**The problem**:
This task calls for copying each line below that contains "struct".

Saved data entries
//! The `Sim` struct and its tick loop.

use mz_agent::{Agent, AgentStore};
use mz_config::WorldConfig;
use mz_core::{AgentId, MzError, Tick};
use mz_maze::{GridMaze, perceive};
use mz_mobility::act;
use tracing::{debug, info};

use crate::{SimError, SimObserver, SimResult, TickReport, status_line};

/// The maze world: walls, agents, and the tick counter.
///
/// Agents are owned here and reached by id.  The maze is lent to perception
/// and movement as `&GridMaze`; nothing holds a reference back to the world.
///
/// Create via [`SimBuilder`][crate::SimBuilder].
#[derive(Debug, Clone)]
pub struct Sim {
    /// World settings the run was built from.
    pub config: WorldConfig,

    maze:     GridMaze,
    agents:   AgentStore,
    tick:     Tick,
    runnable: bool,
}

impl Sim {
    pub(crate) fn new(config: WorldConfig, maze: GridMaze, agents: AgentStore) -> Self {
        let runnable = config.runnable;
        Self { config, maze, agents, tick: Tick::ZERO, runnable }
    }

    // ── Read-only accessors ───────────────────────────────────────────────

    pub fn maze(&self) -> &GridMaze {
        &self.maze
    }

    pub fn agents(&self) -> &AgentStore {
        &self.agents
    }

    pub fn agent(&self, id: AgentId) -> Option<&Agent> {
        self.agents.get(id)
    }

    /// Number of completed ticks.
    #[inline]
    pub fn tick(&self) -> Tick {
        self.tick
    }

    /// `false` once any agent has left the grid.
    #[inline]
    pub fn is_runnable(&self) -> bool {
        self.runnable
    }

    /// Debug caption for the current state.  See [`status_line`].
    pub fn status_line(&self) -> String {
        status_line(self.tick, &self.agents)
    }

    // ── Control ───────────────────────────────────────────────────────────

    /// Mark agent `id` dead.  It is skipped from the next tick on and
    /// removed at that tick's end.
    pub fn kill(&mut self, id: AgentId) -> SimResult<()> {
        let agent = self.agents.get_mut(id).ok_or(MzError::AgentNotFound(id))?;
        agent.die();
        Ok(())
    }

    /// Put a halted world back into the runnable state.
    pub fn resume(&mut self) {
        self.runnable = true;
    }

    /// Run from the current tick until the world halts or
    /// `config.max_ticks` ticks have completed.
    ///
    /// Emits `on_sim_start` before the first tick and `on_sim_end` after the
    /// last.  Returns the final tick.
    pub fn run<O: SimObserver>(&mut self, observer: &mut O) -> SimResult<Tick> {
        let limit = self.config.max_ticks.ok_or(SimError::NoTickLimit)?;

        info!(cells = self.maze.dimension(), agents = self.agents.len(), limit, "run started");
        observer.on_sim_start(self.tick, &self.config, &self.maze, &self.agents);

        while self.runnable && self.tick.0 < limit {
            self.step(observer);
        }

        observer.on_sim_end(self.tick);
        info!(tick = %self.tick, halted = !self.runnable, "run finished");
        Ok(self.tick)
    }

    /// Step exactly `n` ticks, whether or not the world is runnable.
    ///
    /// No start or end events are emitted.
    pub fn run_ticks<O: SimObserver>(&mut self, n: u64, observer: &mut O) {
        for _ in 0..n {
            self.step(observer);
        }
    }

    // ── Core tick processing ──────────────────────────────────────────────

    /// Advance the world by one tick.
    pub fn step<O: SimObserver>(&mut self, observer: &mut O) -> TickReport {
        self.tick = self.tick.next();
        let tick = self.tick;
        observer.on_tick_start(tick);

        // ── Decision phase ────────────────────────────────────────────────
        for agent in self.agents.iter_mut().filter(|a| a.is_alive()) {
            agent.begin_tick();
            let (x, y) = agent.position();
            let percepts = perceive(&self.maze, x, y, agent.heading());
            agent.deliberate(&percepts);
        }

        // ── Action phase ──────────────────────────────────────────────────
        let mut report = TickReport::new(tick);
        for agent in self.agents.iter_mut().filter(|a| a.is_alive()) {
            let outcome = act(&self.maze, agent);
            if outcome.bumped {
                report.bumped.push(agent.id());
            }
            if outcome.escaped {
                report.escaped.push(agent.id());
            }
        }

        if !report.escaped.is_empty() && self.runnable {
            self.runnable = false;
            info!(%tick, escaped = ?report.escaped, "agent left the maze; halting");
        }

        // ── Output ────────────────────────────────────────────────────────
        observer.on_render(tick, &self.maze, &self.agents);
        observer.on_snapshot(tick, &self.agents);

        // ── Removal ───────────────────────────────────────────────────────
        report.removed = self.agents.remove_dead();
        for &id in &report.removed {
            observer.on_agent_removed(tick, id);
        }

        debug!(%tick, bumped = report.bumped.len(), removed = report.removed.len(), "tick complete");
        observer.on_tick_end(&report);
        report
    }
}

**Response below**:
//! The `Sim` struct and its tick loop.
pub struct Sim {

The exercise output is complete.